George Lübomirski, par ses liaisons personnelles avec les chefs du parti tchèque, dans la confiance desquels il était entré, par ses relations avec le représentant armé du slavisme méridional, le ban Jellachich, dont il admirait le caractère, fut naturellement appelé au rôle de conciliateur et d’intermédiaire dans tous les débats. Aussi bien la pensée dont il s’était fait l’organe domina dans les conclusions du congrès. Le principe de l’égalité des nationalités et de la fédération des peuples de l’Autriche en fut la base. On vota un manifeste à l’adresse de l’Europe, afin de faire connaître dans quel esprit les peuples slaves airaient tenu pour la première fois cette grande assemblée de toutes les tribus de leur race. Ce manifeste contenait en faveur de la Pologne, une protestation approuvée à l’unanimité par les Tchèques et à la majorité par les Illyriens de la Croatie et de la Serbie. Un acte de fédération couronnait les résolutions du congrès de Prague, il déterminait les conditions de l’alliance des peuples slaves, et la sagesse des représentans de la Pologne avait obtenu que les Magyars fussent invités à entrer eux-mêmes, dans cette alliance, bien qu’ils eussent affecté de ne pas se présenter au congrès et d’envoyer des agens officiels à Francfort.

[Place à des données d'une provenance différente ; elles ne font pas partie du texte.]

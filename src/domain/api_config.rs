use serde::{Deserialize, Serialize};

#[derive(Debug, Serialize, Deserialize, Clone, PartialEq, Eq)]
#[serde(default)]
pub struct ApiConfig {
    /// Root of the REST API, including the `/api` prefix
    pub base_url: String,
    /// Bearer token attached to every request. Obtaining it is someone else's job.
    pub access_token: Option<String>,
    /// Page size used when enumerating contact lists
    pub list_page_size: u32,
    /// No timeout unless set; the HTTP client defaults apply
    pub timeout_secs: Option<u64>,
}

impl Default for ApiConfig {
    fn default() -> Self {
        Self {
            base_url: "http://localhost:8000/api".to_string(),
            access_token: None,
            list_page_size: 100,
            timeout_secs: None,
        }
    }
}

impl ApiConfig {
    pub fn validate(&self) -> Result<(), String> {
        let url = url::Url::parse(&self.base_url)
            .map_err(|e| format!("base_url is not a valid URL: {}", e))?;
        if !matches!(url.scheme(), "http" | "https") {
            return Err(format!("base_url must be http or https, got {}", url.scheme()));
        }
        if self.list_page_size == 0 {
            return Err("list_page_size must be > 0".to_string());
        }
        if self.timeout_secs == Some(0) {
            return Err("timeout_secs must be > 0 when set".to_string());
        }
        Ok(())
    }

    /// Join an endpoint path onto the base URL, tolerating a trailing slash
    pub fn endpoint(&self, path: &str) -> String {
        if self.base_url.ends_with('/') {
            format!("{}{}", self.base_url, path.trim_start_matches('/'))
        } else {
            format!("{}/{}", self.base_url, path.trim_start_matches('/'))
        }
    }
}
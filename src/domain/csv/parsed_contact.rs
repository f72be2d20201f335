// ============================================================
// PARSED CONTACT
// ============================================================
// A validated row, ready to be previewed or submitted

use serde::{Deserialize, Serialize};

use super::{ColumnHeader, ExtraFields};

/// A contact accepted by the row validator.
///
/// Canonical attributes have their own typed slots; every other column lands
/// in `extra` and is serialized flat next to them.
#[derive(Debug, Clone, Default, PartialEq, Eq, Serialize, Deserialize)]
pub struct ParsedContact {
    pub email: String,

    #[serde(default, skip_serializing_if = "Option::is_none")]
    pub first_name: Option<String>,

    #[serde(default, skip_serializing_if = "Option::is_none")]
    pub last_name: Option<String>,

    #[serde(flatten)]
    pub extra: ExtraFields,
}

impl ParsedContact {
    pub fn new(email: impl Into<String>) -> Self {
        Self {
            email: email.into(),
            ..Default::default()
        }
    }

    pub fn with_first_name(mut self, first_name: impl Into<String>) -> Self {
        self.first_name = Some(first_name.into());
        self
    }

    pub fn with_last_name(mut self, last_name: impl Into<String>) -> Self {
        self.last_name = Some(last_name.into());
        self
    }

    pub fn with_extra(mut self, key: impl Into<String>, value: impl Into<String>) -> Self {
        self.extra.insert(key.into(), value.into());
        self
    }

    /// Store a value in the slot the header points at.
    /// A later column with the same slot overwrites an earlier one.
    pub fn assign(&mut self, header: &ColumnHeader, value: String) {
        match header {
            ColumnHeader::Email => self.email = value,
            ColumnHeader::FirstName => self.first_name = Some(value),
            ColumnHeader::LastName => self.last_name = Some(value),
            ColumnHeader::Custom(key) => {
                self.extra.insert(key.clone(), value);
            }
        }
    }
}

#[cfg(test)]
mod tests {
    use super::*;

    #[test]
    fn test_assign_routes_values_by_header() {
        let mut contact = ParsedContact::default();
        contact.assign(&ColumnHeader::Email, "a@b.com".to_string());
        contact.assign(&ColumnHeader::FirstName, "Ana".to_string());
        contact.assign(&ColumnHeader::Custom("phone".to_string()), "123".to_string());

        assert_eq!(
            contact,
            ParsedContact::new("a@b.com")
                .with_first_name("Ana")
                .with_extra("phone", "123")
        );
    }

    #[test]
    fn test_serializes_extras_flat() {
        let contact = ParsedContact::new("a@b.com")
            .with_last_name("Silva")
            .with_extra("city", "Recife");

        let json = serde_json::to_value(&contact).unwrap();
        assert_eq!(
            json,
            serde_json::json!({
                "email": "a@b.com",
                "last_name": "Silva",
                "city": "Recife"
            })
        );
    }
}
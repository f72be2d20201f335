use std::process::ExitCode;

use clap::Parser;
use tracing::error;

use crate::infrastructure::config::ConfigService;
use crate::interfaces::cli::{self, Cli};

pub fn run() -> ExitCode {
    dotenvy::dotenv().ok();
    let cli = Cli::parse();

    let config = match ConfigService::with_file(&cli.config).load() {
        Ok(config) => config,
        Err(e) => {
            eprintln!("{}", e);
            return ExitCode::FAILURE;
        }
    };

    let _ = tracing_subscriber::fmt()
        .with_env_filter(config.log_filter.as_str())
        .try_init();

    let runtime = match tokio::runtime::Builder::new_current_thread()
        .enable_all()
        .build()
    {
        Ok(runtime) => runtime,
        Err(e) => {
            error!("Failed to start runtime: {}", e);
            return ExitCode::FAILURE;
        }
    };

    match runtime.block_on(cli::execute(cli, config)) {
        Ok(()) => ExitCode::SUCCESS,
        Err(e) => {
            error!("{}", e);
            eprintln!("{}", e);
            ExitCode::FAILURE
        }
    }
}
// ============================================================
// VALIDATION ISSUE
// ============================================================
// Row-level problems that exclude a single row from the result

use serde::{Deserialize, Serialize};

#[derive(Debug, Clone, PartialEq, Eq, Serialize, Deserialize)]
pub enum IssueKind {
    ColumnCountMismatch { expected: usize, found: usize },
    InvalidEmail { value: String },
}

/// A rejected row: where it was and why
#[derive(Debug, Clone, PartialEq, Eq, Serialize, Deserialize)]
pub struct ValidationIssue {
    /// One-based line number in the source file
    pub line: usize,

    /// Human-readable reason shown in the preview
    pub reason: String,

    pub kind: IssueKind,
}

impl ValidationIssue {
    pub fn column_count_mismatch(line: usize, expected: usize, found: usize) -> Self {
        Self {
            line,
            reason: format!(
                "column count mismatch (expected {}, found {})",
                expected, found
            ),
            kind: IssueKind::ColumnCountMismatch { expected, found },
        }
    }

    pub fn invalid_email(line: usize, value: &str) -> Self {
        Self {
            line,
            reason: format!("invalid email: {}", value),
            kind: IssueKind::InvalidEmail {
                value: value.to_string(),
            },
        }
    }
}

impl std::fmt::Display for ValidationIssue {
    fn fmt(&self, f: &mut std::fmt::Formatter<'_>) -> std::fmt::Result {
        write!(f, "line {}: {}", self.line, self.reason)
    }
}
// ============================================================
// COLUMN HEADER
// ============================================================
// Maps raw header tokens onto canonical contact slots

use serde::{Deserialize, Serialize};

/// A normalized header column.
///
/// Synonyms for the canonical slots are resolved here so the row validator
/// never has to look at raw header text again.
#[derive(Debug, Clone, PartialEq, Eq, Hash, Serialize, Deserialize)]
pub enum ColumnHeader {
    Email,
    FirstName,
    LastName,
    /// Any other column, keyed by its lower-cased name
    Custom(String),
}

impl ColumnHeader {
    /// Trim and lower-case a raw token, then resolve synonyms
    pub fn parse(raw: &str) -> Self {
        let normalized = raw.trim().to_lowercase();

        match normalized.as_str() {
            "email" => ColumnHeader::Email,
            "first_name" | "nome" => ColumnHeader::FirstName,
            "last_name" | "sobrenome" => ColumnHeader::LastName,
            _ => ColumnHeader::Custom(normalized),
        }
    }

    /// Key used when the column is rendered or serialized
    pub fn key(&self) -> &str {
        match self {
            ColumnHeader::Email => "email",
            ColumnHeader::FirstName => "first_name",
            ColumnHeader::LastName => "last_name",
            ColumnHeader::Custom(name) => name,
        }
    }

    pub fn is_canonical(&self) -> bool {
        !matches!(self, ColumnHeader::Custom(_))
    }
}

impl std::fmt::Display for ColumnHeader {
    fn fmt(&self, f: &mut std::fmt::Formatter<'_>) -> std::fmt::Result {
        write!(f, "{}", self.key())
    }
}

Le plan fédératif adopté par le congrès faisait une position spéciale à la Gallicie ; il ne prétendait pas l’enchaîner à tout jamais à la confédération projetée, mais seulement pour un temps, jusqu’à ce que la Pologne redevînt indépendante. La Pologne, une fois maîtresse de sa destinée, aurait pu faire partie de la confédération des Tchèques et des Illyriens tout en conservant un gouvernement séparé. Étant parmi les Slaves libéraux, la famille la plus nombreuse et la plus avancée dans son développement historique, elle eût exercé dans cette union des peuples la prépondérance du nombre et de la civilisation. L’Autriche slave se transformait ainsi en une Autriche polonaise.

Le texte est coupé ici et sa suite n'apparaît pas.